» **Problem description**
Every line of the entries below from the one containing "let second_delete = planner.delete_task(created.id()).await;" to the one containing "over the in-memory repository.", both ends included, must be written out exactly. No other line belongs in the answer.
### Given data
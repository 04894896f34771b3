//! Error types for task validation.
//!
//! Each violated rule is a distinct [`TaskViolation`] variant so callers can
//! branch on the exact failure instead of matching message text.

use crate::task::domain::PlanningDate;
use thiserror::Error;

/// Reasons a planning date is not a real calendar date.
#[derive(Debug, Clone, Copy, Error, PartialEq, Eq)]
pub enum PlanningDateError {
    /// The year is zero or negative.
    #[error("year {0} is not positive")]
    NonPositiveYear(i32),

    /// The month is outside 1 to 12.
    #[error("month {0} is out of range 1-12")]
    MonthOutOfRange(u32),

    /// The year lies past the last supported calendar date.
    #[error("year {0} is beyond the supported calendar")]
    YearOutOfRange(i32),

    /// The day does not exist in the given month.
    #[error("day {day} is out of range 1-{max}")]
    DayOutOfRange {
        /// The rejected day.
        day: u32,
        /// Number of days in the month.
        max: u32,
    },
}

/// A single task-field rule that a candidate task violates.
#[derive(Debug, Clone, Error, PartialEq, Eq)]
pub enum TaskViolation {
    /// The title is empty.
    #[error("no title of the task")]
    NoTitle,

    /// The title exceeds the configured character limit.
    #[error("title of the task has {actual} characters, exceeds limit of {max}")]
    TitleTooLong {
        /// Configured maximum.
        max: usize,
        /// Actual character count.
        actual: usize,
    },

    /// The description exceeds the configured character limit.
    #[error("description of the task has {actual} characters, exceeds limit of {max}")]
    DescriptionTooLong {
        /// Configured maximum.
        max: usize,
        /// Actual character count.
        actual: usize,
    },

    /// The planning date is not a calendar date.
    #[error("planning date is invalid: {0}")]
    DateInvalid(PlanningDateError),

    /// The planning date lies before the current date.
    #[error("planning date {date} is expired, today is {today}")]
    DateExpired {
        /// The rejected planning date.
        date: PlanningDate,
        /// The current date used for the comparison.
        today: PlanningDate,
    },
}

/// Aggregated validation failure carrying every violated rule.
///
/// The violation list is never empty.
#[derive(Debug, Clone, Error, PartialEq, Eq)]
#[error("task fields are invalid: {}", format_violations(.violations))]
pub struct TaskValidationError {
    violations: Vec<TaskViolation>,
}

impl TaskValidationError {
    /// Wraps a list of violations.
    ///
    /// Returns `None` when the list is empty, since an empty list means the
    /// task is valid.
    #[must_use]
    pub fn from_violations(violations: Vec<TaskViolation>) -> Option<Self> {
        if violations.is_empty() {
            return None;
        }
        Some(Self { violations })
    }

    /// Returns the violated rules in reporting order.
    #[must_use]
    pub fn violations(&self) -> &[TaskViolation] {
        &self.violations
    }

    /// Returns `true` when the given violation was reported.
    #[must_use]
    pub fn contains(&self, violation: &TaskViolation) -> bool {
        self.violations.contains(violation)
    }

    /// Consumes the error and returns the violations.
    #[must_use]
    pub fn into_violations(self) -> Vec<TaskViolation> {
        self.violations
    }
}

fn format_violations(violations: &[TaskViolation]) -> String {
    violations
        .iter()
        .map(ToString::to_string)
        .collect::<Vec<_>>()
        .join("; ")
}
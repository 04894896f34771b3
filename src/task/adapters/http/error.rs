//! Mapping of service errors onto HTTP responses.

use super::dto::Envelope;
use crate::task::{domain::TaskDomainError, services::TaskServiceError};
use axum::Json;
use axum::extract::rejection::{JsonRejection, PathRejection, QueryRejection};
use axum::http::StatusCode;
use axum::response::{IntoResponse, Response};
use thiserror::Error;

const STORAGE_FAILURE_MESSAGE: &str = "something went wrong with task storage";

/// Errors surfaced by task API handlers.
#[derive(Debug, Error)]
pub enum ApiError {
    /// The request could not be parsed.
    #[error("malformed request: {0}")]
    MalformedRequest(String),

    /// The planner service rejected the operation.
    #[error(transparent)]
    Service(#[from] TaskServiceError),
}

impl ApiError {
    /// Returns the HTTP status for this error.
    #[must_use]
    pub const fn status_code(&self) -> StatusCode {
        match self {
            Self::MalformedRequest(_)
            | Self::Service(
                TaskServiceError::InvalidInput(_) | TaskServiceError::InvalidTask(_),
            ) => StatusCode::BAD_REQUEST,
            Self::Service(TaskServiceError::NotFound(_)) => StatusCode::NOT_FOUND,
            Self::Service(TaskServiceError::Storage(_)) => StatusCode::INTERNAL_SERVER_ERROR,
        }
    }

    /// Returns the message safe to show to clients.
    ///
    /// Storage causes are never included.
    #[must_use]
    pub fn public_message(&self) -> String {
        match self {
            Self::Service(TaskServiceError::Storage(_)) => STORAGE_FAILURE_MESSAGE.to_owned(),
            other => other.to_string(),
        }
    }
}

impl From<TaskDomainError> for ApiError {
    fn from(err: TaskDomainError) -> Self {
        Self::MalformedRequest(err.to_string())
    }
}

impl From<JsonRejection> for ApiError {
    fn from(rejection: JsonRejection) -> Self {
        Self::MalformedRequest(rejection.body_text())
    }
}

impl From<QueryRejection> for ApiError {
    fn from(rejection: QueryRejection) -> Self {
        Self::MalformedRequest(rejection.body_text())
    }
}

impl From<PathRejection> for ApiError {
    fn from(rejection: PathRejection) -> Self {
        Self::MalformedRequest(rejection.body_text())
    }
}

impl IntoResponse for ApiError {
    fn into_response(self) -> Response {
        let status = self.status_code();
        if let Self::Service(TaskServiceError::Storage(cause)) = &self {
            tracing::error!(error = %cause, "task request failed in storage");
        }
        let body = Envelope::<()>::failure(self.public_message());
        (status, Json(body)).into_response()
    }
}
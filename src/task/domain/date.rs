//! Calendar date on which a task is planned.

use chrono::{Datelike, NaiveDate};
use serde::{Deserialize, Serialize};
use std::fmt;

/// Calendar date (year, month, day) a task is scheduled for.
///
/// The value is unchecked: any combination of numbers can be held, and
/// calendar validity is decided by
/// [`validate_date`](crate::task::validation::rules::validate_date).
/// Ordering is chronological for valid dates because fields compare in
/// year, month, day order.
#[derive(Debug, Clone, Copy, PartialEq, Eq, PartialOrd, Ord, Hash, Serialize, Deserialize)]
pub struct PlanningDate {
    year: i32,
    month: u32,
    day: u32,
}

impl PlanningDate {
    /// Creates a planning date from its raw parts.
    #[must_use]
    pub const fn new(year: i32, month: u32, day: u32) -> Self {
        Self { year, month, day }
    }

    /// Returns the year.
    #[must_use]
    pub const fn year(self) -> i32 {
        self.year
    }

    /// Returns the month (1 = January).
    #[must_use]
    pub const fn month(self) -> u32 {
        self.month
    }

    /// Returns the day of the month.
    #[must_use]
    pub const fn day(self) -> u32 {
        self.day
    }

    /// Converts the date into a `chrono` date.
    ///
    /// Returns `None` when the parts do not form a date `chrono` can
    /// represent.
    #[must_use]
    pub fn to_naive_date(self) -> Option<NaiveDate> {
        NaiveDate::from_ymd_opt(self.year, self.month, self.day)
    }
}

impl From<NaiveDate> for PlanningDate {
    fn from(date: NaiveDate) -> Self {
        Self::new(date.year(), date.month(), date.day())
    }
}

impl fmt::Display for PlanningDate {
    fn fmt(&self, f: &mut fmt::Formatter<'_>) -> fmt::Result {
        write!(f, "{:04}-{:02}-{:02}", self.year, self.month, self.day)
    }
}
//! In-memory adapters for task planning.

mod task;

pub use task::InMemoryTaskRepository;
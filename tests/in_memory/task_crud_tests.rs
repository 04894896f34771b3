//! Planner CRUD flows against the in-memory repository.

use super::helpers::{FUTURE, TestPlanner, draft, planner};
use dayplanner::task::{
    domain::{PlanningDate, TaskDraft, TaskId, TaskStatus},
    services::TaskServiceError,
    validation::TaskViolation,
};
use rstest::rstest;

#[rstest]
#[tokio::test(flavor = "multi_thread")]
async fn created_task_can_be_read_back(planner: TestPlanner) -> Result<(), eyre::Report> {
    let created = planner
        .create_task(&draft("Buy milk", "Two litres"))
        .await?;
    let fetched = planner.get_task(created.id()).await?;

    assert_eq!(created.id().value(), 1);
    assert_eq!(fetched, created);
    assert_eq!(fetched.planning_date(), FUTURE);
    assert_eq!(fetched.status(), TaskStatus::Open);
    Ok(())
}

#[rstest]
#[tokio::test(flavor = "multi_thread")]
async fn identifiers_are_not_reused_after_delete(
    planner: TestPlanner,
) -> Result<(), eyre::Report> {
    let first = planner.create_task(&draft("First", "")).await?;
    planner.delete_task(first.id()).await?;
    let second = planner.create_task(&draft("Second", "")).await?;

    assert_eq!(second.id().value(), 2);
    Ok(())
}

#[rstest]
#[tokio::test(flavor = "multi_thread")]
async fn update_replaces_every_field(planner: TestPlanner) -> Result<(), eyre::Report> {
    let created = planner
        .create_task(&draft("Buy milk", "Two litres"))
        .await?;
    let replacement = TaskDraft::new("Buy bread", PlanningDate::new(2099, 7, 1))
        .with_status(TaskStatus::Done);

    let updated = planner.update_task(created.id(), &replacement).await?;
    let fetched = planner.get_task(created.id()).await?;

    assert_eq!(updated.id(), created.id());
    assert_eq!(updated.content(), &replacement);
    assert_eq!(fetched, updated);
    assert_eq!(fetched.description(), "");
    Ok(())
}

#[rstest]
#[tokio::test(flavor = "multi_thread")]
async fn invalid_update_leaves_task_untouched(planner: TestPlanner) -> Result<(), eyre::Report> {
    let created = planner.create_task(&draft("Buy milk", "")).await?;
    let expired = TaskDraft::new("Buy milk", PlanningDate::new(2001, 1, 1));

    let result = planner.update_task(created.id(), &expired).await;
    let fetched = planner.get_task(created.id()).await?;

    let Err(TaskServiceError::InvalidTask(err)) = result else {
        return Err(eyre::eyre!("expected validation failure"));
    };
    assert!(matches!(
        err.violations(),
        [TaskViolation::DateExpired { .. }]
    ));
    assert_eq!(fetched, created);
    Ok(())
}

#[rstest]
#[tokio::test(flavor = "multi_thread")]
async fn deleted_task_is_gone(planner: TestPlanner) -> Result<(), eyre::Report> {
    let created = planner.create_task(&draft("Buy milk", "")).await?;

    planner.delete_task(created.id()).await?;
    let lookup = planner.get_task(created.id()).await;
    let second_delete = planner.delete_task(created.id()).await;

    assert!(matches!(lookup, Err(TaskServiceError::NotFound(id)) if id == created.id()));
    assert!(matches!(second_delete, Err(TaskServiceError::NotFound(_))));
    Ok(())
}

#[rstest]
#[tokio::test(flavor = "multi_thread")]
async fn operations_on_unknown_ids_report_not_found(
    planner: TestPlanner,
) -> Result<(), eyre::Report> {
    let unknown = TaskId::new(999)?;

    let fetched = planner.get_task(unknown).await;
    let updated = planner.update_task(unknown, &draft("Ghost", "")).await;
    let deleted = planner.delete_task(unknown).await;

    assert!(matches!(fetched, Err(TaskServiceError::NotFound(_))));
    assert!(matches!(updated, Err(TaskServiceError::NotFound(_))));
    assert!(matches!(deleted, Err(TaskServiceError::NotFound(_))));
    Ok(())
}

#[rstest]
#[tokio::test(flavor = "multi_thread")]
async fn concurrent_creates_receive_distinct_ids(
    planner: TestPlanner,
) -> Result<(), eyre::Report> {
    let mut handles = Vec::new();
    for index in 0..16 {
        let worker = planner.clone();
        handles.push(tokio::spawn(async move {
            worker
                .create_task(&draft(&format!("Task {index}"), ""))
                .await
        }));
    }

    let mut seen = Vec::new();
    for handle in handles {
        seen.push(handle.await??.id().value());
    }
    seen.sort_unstable();

    assert_eq!(seen, (1..=16).collect::<Vec<i64>>());
    Ok(())
}
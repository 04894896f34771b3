//! Status pages and date listings over the in-memory repository.

use super::helpers::{FUTURE, TestPlanner, draft, ids, planner, seed};
use dayplanner::task::{
    domain::{PlanningDate, TaskDraft, TaskStatus},
    services::{InvalidInputError, TaskServiceError},
};
use rstest::rstest;

async fn seed_mixed(planner: &TestPlanner) -> Result<(), eyre::Report> {
    let next_day = PlanningDate::new(2099, 6, 16);
    seed(
        planner,
        &[
            draft("Open one", ""),
            draft("Done one", "").with_status(TaskStatus::Done),
            draft("Open two", ""),
            TaskDraft::new("Open three", next_day),
            draft("Open four", ""),
            TaskDraft::new("Done two", next_day).with_status(TaskStatus::Done),
        ],
    )
    .await?;
    Ok(())
}

#[rstest]
#[case::first_page(2, 0, vec![1, 3])]
#[case::second_page(2, 2, vec![4, 5])]
#[case::past_the_end(10, 4, Vec::<i64>::new())]
#[case::zero_limit(0, 0, Vec::<i64>::new())]
#[tokio::test(flavor = "multi_thread")]
async fn open_tasks_are_paged_in_id_order(
    planner: TestPlanner,
    #[case] limit: i64,
    #[case] offset: i64,
    #[case] expected: Vec<i64>,
) -> Result<(), eyre::Report> {
    seed_mixed(&planner).await?;

    let page = planner
        .list_by_status(TaskStatus::Open, limit, offset)
        .await?;

    assert_eq!(ids(&page), expected);
    Ok(())
}

#[rstest]
#[tokio::test(flavor = "multi_thread")]
async fn done_tasks_are_listed_separately(planner: TestPlanner) -> Result<(), eyre::Report> {
    seed_mixed(&planner).await?;

    let page = planner.list_by_status(TaskStatus::Done, 100, 0).await?;

    assert_eq!(ids(&page), vec![2, 6]);
    Ok(())
}

#[rstest]
#[case::negative_limit(-1, 0, InvalidInputError::NegativeLimit(-1))]
#[case::negative_offset(5, -3, InvalidInputError::NegativeOffset(-3))]
#[tokio::test(flavor = "multi_thread")]
async fn negative_paging_is_rejected(
    planner: TestPlanner,
    #[case] limit: i64,
    #[case] offset: i64,
    #[case] expected: InvalidInputError,
) {
    let result = planner.list_by_status(TaskStatus::Open, limit, offset).await;

    assert!(matches!(
        result,
        Err(TaskServiceError::InvalidInput(err)) if err == expected
    ));
}

#[rstest]
#[case::open_on_first_day(FUTURE, TaskStatus::Open, vec![1, 3, 5])]
#[case::done_on_first_day(FUTURE, TaskStatus::Done, vec![2])]
#[case::open_on_next_day(PlanningDate::new(2099, 6, 16), TaskStatus::Open, vec![4])]
#[case::empty_day(PlanningDate::new(2099, 6, 17), TaskStatus::Open, Vec::<i64>::new())]
#[tokio::test(flavor = "multi_thread")]
async fn date_listing_filters_on_date_and_status(
    planner: TestPlanner,
    #[case] date: PlanningDate,
    #[case] status: TaskStatus,
    #[case] expected: Vec<i64>,
) -> Result<(), eyre::Report> {
    seed_mixed(&planner).await?;

    let listed = planner.list_by_date_and_status(date, status).await?;

    assert_eq!(ids(&listed), expected);
    Ok(())
}

#[rstest]
#[tokio::test(flavor = "multi_thread")]
async fn date_listing_rejects_impossible_dates(planner: TestPlanner) {
    let result = planner
        .list_by_date_and_status(PlanningDate::new(2099, 2, 29), TaskStatus::Open)
        .await;

    assert!(matches!(
        result,
        Err(TaskServiceError::InvalidInput(
            InvalidInputError::InvalidFilterDate(_)
        ))
    ));
}
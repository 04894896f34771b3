//! Diesel row models for task persistence.

use super::schema::tasks;
use chrono::NaiveDate;
use diesel::prelude::*;

/// Query result row for task records.
#[derive(Debug, Clone, Queryable, Selectable)]
#[diesel(table_name = tasks)]
#[diesel(check_for_backend(diesel::pg::Pg))]
pub struct TaskRow {
    /// Task identifier.
    pub id: i64,
    /// Task title.
    pub title: String,
    /// Task description.
    pub description: String,
    /// Planning date.
    pub planning_date: NaiveDate,
    /// Completion flag.
    pub status: bool,
}

/// Insert and full-replacement model for task records.
#[derive(Debug, Clone, Insertable, AsChangeset)]
#[diesel(table_name = tasks)]
pub struct TaskContentRow {
    /// Task title.
    pub title: String,
    /// Task description.
    pub description: String,
    /// Planning date.
    pub planning_date: NaiveDate,
    /// Completion flag.
    pub status: bool,
}
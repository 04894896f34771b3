//! JSON request and response shapes for the task API.

use crate::task::domain::{PlanningDate, Task, TaskDraft, TaskStatus};
use serde::{Deserialize, Serialize};

/// Page size used when a listing request omits `limit`.
pub const DEFAULT_PAGE_LIMIT: i64 = 100;

/// Calendar date as exchanged over JSON.
#[derive(Debug, Clone, Copy, PartialEq, Eq, Serialize, Deserialize)]
pub struct PlanningDateDto {
    /// Day of the month.
    pub day: u32,
    /// Month (1 = January).
    pub month: u32,
    /// Year.
    pub year: i32,
}

impl From<PlanningDateDto> for PlanningDate {
    fn from(dto: PlanningDateDto) -> Self {
        Self::new(dto.year, dto.month, dto.day)
    }
}

impl From<PlanningDate> for PlanningDateDto {
    fn from(date: PlanningDate) -> Self {
        Self {
            day: date.day(),
            month: date.month(),
            year: date.year(),
        }
    }
}

/// Body of create and update requests.
#[derive(Debug, Clone, PartialEq, Eq, Serialize, Deserialize)]
pub struct TaskPayload {
    /// Task title.
    pub title: String,
    /// Task description; empty when omitted.
    #[serde(default)]
    pub description: String,
    /// Planned date.
    pub planning_date: PlanningDateDto,
    /// Completion flag; `false` when omitted.
    #[serde(default)]
    pub status: bool,
}

impl TaskPayload {
    /// Converts the payload into a draft for the planner service.
    #[must_use]
    pub fn into_draft(self) -> TaskDraft {
        TaskDraft::new(self.title, self.planning_date.into())
            .with_description(self.description)
            .with_status(TaskStatus::from_done(self.status))
    }
}

/// Task as returned to clients.
#[derive(Debug, Clone, PartialEq, Eq, Serialize, Deserialize)]
pub struct TaskResponse {
    /// Task identifier.
    pub id: i64,
    /// Task title.
    pub title: String,
    /// Task description.
    pub description: String,
    /// Planned date.
    pub planning_date: PlanningDateDto,
    /// Completion flag.
    pub status: bool,
}

impl From<Task> for TaskResponse {
    fn from(task: Task) -> Self {
        let id = task.id().value();
        let content = task.into_content();
        Self {
            id,
            planning_date: content.planning_date().into(),
            status: content.status().is_done(),
            title: content.title().to_owned(),
            description: content.description().to_owned(),
        }
    }
}

/// Response envelope carrying either a payload or an error message.
#[derive(Debug, Clone, PartialEq, Eq, Serialize, Deserialize)]
pub struct Envelope<T> {
    /// Successful payload.
    pub data: Option<T>,
    /// Error message.
    pub error: Option<String>,
}

impl<T> Envelope<T> {
    /// Wraps a successful payload.
    #[must_use]
    pub const fn success(data: T) -> Self {
        Self {
            data: Some(data),
            error: None,
        }
    }

    /// Creates an envelope without payload or error.
    #[must_use]
    pub const fn empty() -> Self {
        Self {
            data: None,
            error: None,
        }
    }

    /// Wraps an error message.
    #[must_use]
    pub fn failure(message: impl Into<String>) -> Self {
        Self {
            data: None,
            error: Some(message.into()),
        }
    }
}

/// Query string of the text search endpoint.
#[derive(Debug, Clone, Default, Deserialize)]
pub struct SearchQuery {
    /// Text to look for in titles and descriptions.
    #[serde(default)]
    pub text: String,
}

/// Query string of the status listing endpoint.
#[derive(Debug, Clone, Deserialize)]
pub struct StatusQuery {
    /// Completion flag to filter by.
    #[serde(default)]
    pub status: bool,
    /// Maximum number of tasks to return.
    #[serde(default = "default_limit")]
    pub limit: i64,
    /// Number of tasks to skip.
    #[serde(default)]
    pub offset: i64,
}

/// Query string of the date listing endpoint.
#[derive(Debug, Clone, Deserialize)]
pub struct DateStatusQuery {
    /// Year of the planning date.
    pub year: i32,
    /// Month of the planning date.
    pub month: u32,
    /// Day of the planning date.
    pub day: u32,
    /// Completion flag to filter by.
    #[serde(default)]
    pub status: bool,
}

impl DateStatusQuery {
    /// Returns the requested planning date.
    #[must_use]
    pub const fn planning_date(&self) -> PlanningDate {
        PlanningDate::new(self.year, self.month, self.day)
    }
}

const fn default_limit() -> i64 {
    DEFAULT_PAGE_LIMIT
}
######
» **Answer to the problem**
    let second_delete = planner.delete_task(created.id()).await;

    assert!(matches!(lookup, Err(TaskServiceError::NotFound(id)) if id == created.id()));
    assert!(matches!(second_delete, Err(TaskServiceError::NotFound(_))));
    Ok(())
}

#[rstest]
#[tokio::test(flavor = "multi_thread")]
async fn operations_on_unknown_ids_report_not_found(
    planner: TestPlanner,
) -> Result<(), eyre::Report> {
    let unknown = TaskId::new(999)?;

    let fetched = planner.get_task(unknown).await;
    let updated = planner.update_task(unknown, &draft("Ghost", "")).await;
    let deleted = planner.delete_task(unknown).await;

    assert!(matches!(fetched, Err(TaskServiceError::NotFound(_))));
    assert!(matches!(updated, Err(TaskServiceError::NotFound(_))));
    assert!(matches!(deleted, Err(TaskServiceError::NotFound(_))));
    Ok(())
}

#[rstest]
#[tokio::test(flavor = "multi_thread")]
async fn concurrent_creates_receive_distinct_ids(
    planner: TestPlanner,
) -> Result<(), eyre::Report> {
    let mut handles = Vec::new();
    for index in 0..16 {
        let worker = planner.clone();
        handles.push(tokio::spawn(async move {
            worker
                .create_task(&draft(&format!("Task {index}"), ""))
                .await
        }));
    }

    let mut seen = Vec::new();
    for handle in handles {
        seen.push(handle.await??.id().value());
    }
    seen.sort_unstable();

    assert_eq!(seen, (1..=16).collect::<Vec<i64>>());
    Ok(())
}
repository 04894896f34771b3
//! Status pages and date listings over the in-memory repository.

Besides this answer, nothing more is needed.